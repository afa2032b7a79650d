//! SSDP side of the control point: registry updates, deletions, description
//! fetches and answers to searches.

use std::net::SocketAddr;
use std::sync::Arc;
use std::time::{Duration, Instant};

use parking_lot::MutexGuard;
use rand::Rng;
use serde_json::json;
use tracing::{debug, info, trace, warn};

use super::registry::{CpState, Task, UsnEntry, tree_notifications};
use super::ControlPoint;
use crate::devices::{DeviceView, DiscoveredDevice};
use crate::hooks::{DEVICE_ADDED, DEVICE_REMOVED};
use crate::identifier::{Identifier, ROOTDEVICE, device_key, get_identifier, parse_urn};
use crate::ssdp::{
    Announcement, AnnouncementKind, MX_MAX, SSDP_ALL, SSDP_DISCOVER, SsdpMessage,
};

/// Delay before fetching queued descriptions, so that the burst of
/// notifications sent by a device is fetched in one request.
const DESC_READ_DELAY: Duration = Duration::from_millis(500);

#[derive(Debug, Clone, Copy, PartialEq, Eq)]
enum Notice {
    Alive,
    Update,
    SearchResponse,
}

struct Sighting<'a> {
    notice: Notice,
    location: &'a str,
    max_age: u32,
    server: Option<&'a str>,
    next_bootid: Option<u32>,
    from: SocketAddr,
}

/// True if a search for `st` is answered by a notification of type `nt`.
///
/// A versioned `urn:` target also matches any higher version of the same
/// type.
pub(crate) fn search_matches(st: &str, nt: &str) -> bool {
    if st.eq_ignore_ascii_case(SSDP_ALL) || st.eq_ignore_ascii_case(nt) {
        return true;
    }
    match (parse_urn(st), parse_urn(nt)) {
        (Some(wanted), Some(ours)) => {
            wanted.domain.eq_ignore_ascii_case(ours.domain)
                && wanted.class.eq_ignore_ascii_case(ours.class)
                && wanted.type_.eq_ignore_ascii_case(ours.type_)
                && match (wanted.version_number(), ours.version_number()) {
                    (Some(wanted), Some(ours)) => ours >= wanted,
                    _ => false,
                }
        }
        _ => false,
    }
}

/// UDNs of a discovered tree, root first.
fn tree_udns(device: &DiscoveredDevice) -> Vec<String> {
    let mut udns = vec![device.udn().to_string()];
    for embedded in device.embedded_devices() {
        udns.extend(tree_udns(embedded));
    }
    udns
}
+ + + + +
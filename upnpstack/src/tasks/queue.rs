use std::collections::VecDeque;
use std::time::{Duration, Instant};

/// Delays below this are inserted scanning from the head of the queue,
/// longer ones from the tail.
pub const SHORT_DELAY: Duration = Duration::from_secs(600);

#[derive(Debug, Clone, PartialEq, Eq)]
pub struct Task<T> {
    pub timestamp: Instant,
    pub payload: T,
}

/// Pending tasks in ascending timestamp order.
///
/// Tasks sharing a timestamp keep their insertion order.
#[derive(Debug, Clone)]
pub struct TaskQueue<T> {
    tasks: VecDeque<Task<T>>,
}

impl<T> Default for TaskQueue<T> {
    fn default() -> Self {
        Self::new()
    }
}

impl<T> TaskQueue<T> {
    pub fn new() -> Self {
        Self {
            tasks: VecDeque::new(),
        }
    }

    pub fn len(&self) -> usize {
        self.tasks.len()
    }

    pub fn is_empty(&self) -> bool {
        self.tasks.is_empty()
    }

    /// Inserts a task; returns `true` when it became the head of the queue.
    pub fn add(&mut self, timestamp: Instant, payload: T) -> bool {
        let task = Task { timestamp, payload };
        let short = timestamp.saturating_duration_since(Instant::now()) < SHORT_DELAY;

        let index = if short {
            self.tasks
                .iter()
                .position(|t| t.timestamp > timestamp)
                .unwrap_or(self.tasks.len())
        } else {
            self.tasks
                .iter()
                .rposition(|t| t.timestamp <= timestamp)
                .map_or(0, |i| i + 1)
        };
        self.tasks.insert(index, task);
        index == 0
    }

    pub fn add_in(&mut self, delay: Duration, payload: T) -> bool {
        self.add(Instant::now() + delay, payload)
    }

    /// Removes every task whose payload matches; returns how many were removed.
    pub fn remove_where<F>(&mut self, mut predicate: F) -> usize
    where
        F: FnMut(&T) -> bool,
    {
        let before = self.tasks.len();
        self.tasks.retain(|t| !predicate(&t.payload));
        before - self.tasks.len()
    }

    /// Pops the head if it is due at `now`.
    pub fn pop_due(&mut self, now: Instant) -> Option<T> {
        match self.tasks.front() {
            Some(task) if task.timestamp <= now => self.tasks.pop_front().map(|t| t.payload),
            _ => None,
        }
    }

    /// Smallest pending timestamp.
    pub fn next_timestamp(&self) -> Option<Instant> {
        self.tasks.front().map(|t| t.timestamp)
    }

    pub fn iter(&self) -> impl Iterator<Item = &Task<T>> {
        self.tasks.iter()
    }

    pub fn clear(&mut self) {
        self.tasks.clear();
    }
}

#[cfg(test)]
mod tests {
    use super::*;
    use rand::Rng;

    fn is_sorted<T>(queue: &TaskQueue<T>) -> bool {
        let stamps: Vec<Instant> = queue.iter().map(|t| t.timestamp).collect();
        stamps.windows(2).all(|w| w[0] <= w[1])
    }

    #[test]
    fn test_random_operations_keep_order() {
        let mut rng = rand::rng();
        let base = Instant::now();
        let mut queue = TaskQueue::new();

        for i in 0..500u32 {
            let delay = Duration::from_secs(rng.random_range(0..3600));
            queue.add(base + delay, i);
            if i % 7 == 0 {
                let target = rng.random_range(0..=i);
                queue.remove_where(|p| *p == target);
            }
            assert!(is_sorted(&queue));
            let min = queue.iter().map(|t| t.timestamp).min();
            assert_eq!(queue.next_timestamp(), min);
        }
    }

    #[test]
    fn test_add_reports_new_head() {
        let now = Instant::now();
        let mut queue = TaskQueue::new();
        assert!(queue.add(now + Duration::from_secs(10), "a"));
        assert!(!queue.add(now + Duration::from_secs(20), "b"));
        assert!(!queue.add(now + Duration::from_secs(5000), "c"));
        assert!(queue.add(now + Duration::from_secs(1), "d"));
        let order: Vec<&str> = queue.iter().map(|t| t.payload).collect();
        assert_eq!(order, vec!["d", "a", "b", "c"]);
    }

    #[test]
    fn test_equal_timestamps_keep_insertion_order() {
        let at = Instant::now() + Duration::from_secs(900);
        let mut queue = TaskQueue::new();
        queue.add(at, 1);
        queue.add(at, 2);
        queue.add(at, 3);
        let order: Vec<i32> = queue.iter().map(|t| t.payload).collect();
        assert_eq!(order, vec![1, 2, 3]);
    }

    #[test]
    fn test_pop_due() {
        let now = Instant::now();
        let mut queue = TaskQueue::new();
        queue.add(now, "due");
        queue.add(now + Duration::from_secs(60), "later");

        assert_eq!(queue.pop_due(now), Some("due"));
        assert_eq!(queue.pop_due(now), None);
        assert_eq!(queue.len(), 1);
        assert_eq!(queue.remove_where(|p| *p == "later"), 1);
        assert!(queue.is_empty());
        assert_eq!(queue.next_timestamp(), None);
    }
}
+ + + + +
§ **What the exercise asks**
Using the listing above, state the number of lines that hold "target", with no other text.

§ **Answer to the exercise**
3